**Task**
Go through the records and report each line holding the string "that".

**Material for this task**
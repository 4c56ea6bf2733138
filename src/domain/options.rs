use std::collections::HashMap;

/// Values supplied for command placeholders, keyed by placeholder name
///
/// On the command line a value for `{branch}` arrives as `--set-branch=...`.
#[derive(Debug, Clone, Default, PartialEq, Eq)]
pub struct OptionSet {
    values: HashMap<String, String>,
}

impl OptionSet {
    pub fn new() -> Self {
        Self::default()
    }

    pub fn insert(&mut self, name: impl Into<String>, value: impl Into<String>) {
        self.values.insert(name.into(), value.into());
    }

    /// Look up a value; suitable as the lookup for template resolution
    pub fn get(&self, name: &str) -> Option<String> {
        self.values.get(name).cloned()
    }

    pub fn len(&self) -> usize {
        self.values.len()
    }

    pub fn is_empty(&self) -> bool {
        self.values.is_empty()
    }
}

impl<K, V> FromIterator<(K, V)> for OptionSet
where
    K: Into<String>,
    V: Into<String>,
{
    fn from_iter<I: IntoIterator<Item = (K, V)>>(iter: I) -> Self {
        let mut options = OptionSet::new();
        for (name, value) in iter {
            options.insert(name, value);
        }
        options
    }
}

#[cfg(test)]
mod tests {
    use super::*;

    #[test]
    fn test_option_set_lookup() {
        let options: OptionSet = [("branch", "main")].into_iter().collect();
        assert_eq!(options.get("branch"), Some("main".to_string()));
        assert_eq!(options.get("remote"), None);
        assert_eq!(options.len(), 1);
    }

    #[test]
    fn test_option_set_default_is_empty() {
        assert!(OptionSet::default().is_empty());
    }
}
//! Command line parsing
//!
//! The `--set-<name>` options depend on the placeholders found in the
//! configuration, so parsing happens in two passes: a lenient pass that only
//! looks for `--config`, then the full parse once the configuration is loaded.

pub mod orchestration;

use std::ffi::OsString;

use clap::{Arg, ArgMatches, CommandFactory, FromArgMatches, Parser};

use crate::domain::OptionSet;

/// Prefix of the options that fill command placeholders
pub const OPTION_PREFIX: &str = "set-";

#[derive(Parser, Debug, Clone, PartialEq)]
#[command(
    name = "git-deploy",
    version,
    about = "Tag a release, push it and run the deploy commands on a remote"
)]
pub struct Args {
    /// Remote to deploy to; the configured default when omitted
    pub remote: Option<String>,

    /// Release to cut on production: major, minor, patch, rcmajor, rcminor or rc
    pub release: Option<String>,

    #[arg(short, long, help = "Custom configuration file path")]
    pub config: Option<String>,

    #[arg(long, help = "Preview what would happen without making changes")]
    pub dry_run: bool,

    #[arg(long, help = "Show configured remotes and exit")]
    pub list: bool,
}

/// Find the `--config` value without knowing the placeholder options yet
///
/// `--set-*` options are stripped first since clap stops at the first argument
/// it does not know.
pub fn config_path_hint<I, T>(argv: I) -> Option<String>
where
    I: IntoIterator<Item = T>,
    T: Into<OsString> + Clone,
{
    Args::command()
        .ignore_errors(true)
        .try_get_matches_from(without_placeholder_options(argv))
        .ok()
        .and_then(|matches| matches.get_one::<String>("config").cloned())
}

fn without_placeholder_options<I, T>(argv: I) -> Vec<OsString>
where
    I: IntoIterator<Item = T>,
    T: Into<OsString>,
{
    let mut kept = Vec::new();
    let mut skip_value = false;
    for arg in argv {
        let arg: OsString = arg.into();
        if skip_value {
            skip_value = false;
            continue;
        }
        let option = arg
            .to_str()
            .and_then(|s| s.strip_prefix("--"))
            .and_then(|s| s.strip_prefix(OPTION_PREFIX));
        match option {
            // `--set-name value` carries its value in the next argument
            Some(rest) => skip_value = !rest.contains('='),
            None => kept.push(arg),
        }
    }
    kept
}

/// The full command with one `--set-<name>` option per placeholder name
pub fn command_with_options(names: &[String]) -> clap::Command {
    names.iter().fold(Args::command(), |cmd, name| {
        let id = format!("{}{}", OPTION_PREFIX, name);
        cmd.arg(
            Arg::new(id.clone())
                .long(id)
                .value_name("VALUE")
                .allow_hyphen_values(true)
                .help(format!("Value for the {{{}}} placeholder", name)),
        )
    })
}

/// Parse the arguments along with the placeholder options
///
/// # Returns
/// * `Ok((Args, OptionSet))` - Fixed arguments and the placeholder values given
/// * `Err(clap::Error)` - Invalid arguments, or `--help`/`--version` was asked
pub fn parse_with_options<I, T>(argv: I, names: &[String]) -> Result<(Args, OptionSet), clap::Error>
where
    I: IntoIterator<Item = T>,
    T: Into<OsString> + Clone,
{
    let matches = command_with_options(names).try_get_matches_from(argv)?;
    let args = Args::from_arg_matches(&matches)?;
    Ok((args, collect_options(&matches, names)))
}

fn collect_options(matches: &ArgMatches, names: &[String]) -> OptionSet {
    names
        .iter()
        .filter_map(|name| {
            matches
                .get_one::<String>(&format!("{}{}", OPTION_PREFIX, name))
                .map(|value| (name.clone(), value.clone()))
        })
        .collect()
}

**Exercise solution**
//! configuration, so parsing happens in two passes: a lenient pass that only
/// Prefix of the options that fill command placeholders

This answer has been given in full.